After looking around Sickert in Dieppe – of which more below – I turned my attention to a small room showcasing works by artists influenced by him (1860-1942). I wasn’t surprised to find Frank Auerbach represented. The main exhibition, which charts Sickert’s relationship with Dieppe, the French seaside town popular with fin de siècle bohemian types such as Oscar Wilde, had made me think of the Auerbach works I’ve seen in London galleries, in particular his engagement with a specific corner of the capital and his depiction of the same scene many times over, from different vantage points.

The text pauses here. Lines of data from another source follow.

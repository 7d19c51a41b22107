//! Error types for the stockcast-layers crate.

use thiserror::Error;

/// Error type for layer operations.
#[derive(Debug, Error)]
pub enum LayerError {
    /// Shape mismatch between expected and actual tensor shapes.
    #[error("Shape mismatch: expected {expected:?}, got {actual:?}")]
    ShapeMismatch {
        /// The expected shape
        expected: Vec<usize>,
        /// The actual shape that was provided
        actual: Vec<usize>,
    },

    /// Invalid input dimension for the layer.
    #[error("Invalid input dimension: expected {expected}, got {actual}")]
    InvalidInputDimension {
        /// The expected input dimension
        expected: usize,
        /// The actual input dimension
        actual: usize,
    },

    /// Configuration error for the layer.
    #[error("Configuration error: {message}")]
    ConfigError {
        /// Description of the configuration error
        message: String,
    },

    /// Error during forward pass computation.
    #[error("Forward pass error: {message}")]
    ForwardError {
        /// Description of the forward pass error
        message: String,
    },
}

/// Result type alias for layer operations.
pub type LayerResult<T> = Result<T, LayerError>;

Sickert’s restricted tonal schemes were in no way inimical to variety throughout his Dieppe stints. Inspiration came from Whistler (for whom he became assistant) and Degas, who encouraged him to heighten architectural detail in his paintings through use of preparatory drawings. While an early Dieppe work, Dieppe Harbour (1885) would have been painted out in the open, in the Impressionist manner, The Laundry Shop from the same year marks a transition to a new way of working, with the windows and door frame displaying a clear pattern of lines. We can see from his preparatory sketch (handily hung beside the finished version) how he had begun to ‘square up’ his compositions through the use of a numbered grid in red pencil.

Among his most affecting works, available as a postcard in Pallant House’s appealing book and gift shop, is The Façade of St Jacques Dieppe (1899). A patch of sunlight lingers on the rose window of the mighty church as dusk approaches.

In his later Dieppe years he returned to his interest in figure painting, which included scenes from the casino (with figures generally painted from behind, to preserve the gamblers’ anonymity). From this period comes The Trapeze (1920), a circus scene that owes an obvious debt to Degas.

gallery interior

Pallant House Gallery (photo by Claire Sambrook)

The Garden Gallery

In the Garden Gallery and out in the courtyard, where gallery-goers were eating lunch in the warm September afternoon, were some sculpted figures, many overlaid with small mosaic tiles. These were created by the untrained artist Indian artist Nek Chand, who died aged 90 in June, just after this exhibition of 50 of his sculptures from his Rock Garden in Chandigarh opened at Pallant House. He worked with found objects such as cooking pots and spare bits of iron, like many exponents of ‘outsider art’ (not the most useful of terms, when you consider how many big name artists lived their lives some way ‘outside’ mainstream society, but there we go),

The Sickert exhibition, which was well worth seeing, ends on 4th October. After that you’ll still be able to find some of the artist’s works in the gallery’s permanent collection of modern British art. But I don’t recommend gazing at the exterior of Pallant House – a Queen Anne house unhappily married to a formulaic square block modern extension.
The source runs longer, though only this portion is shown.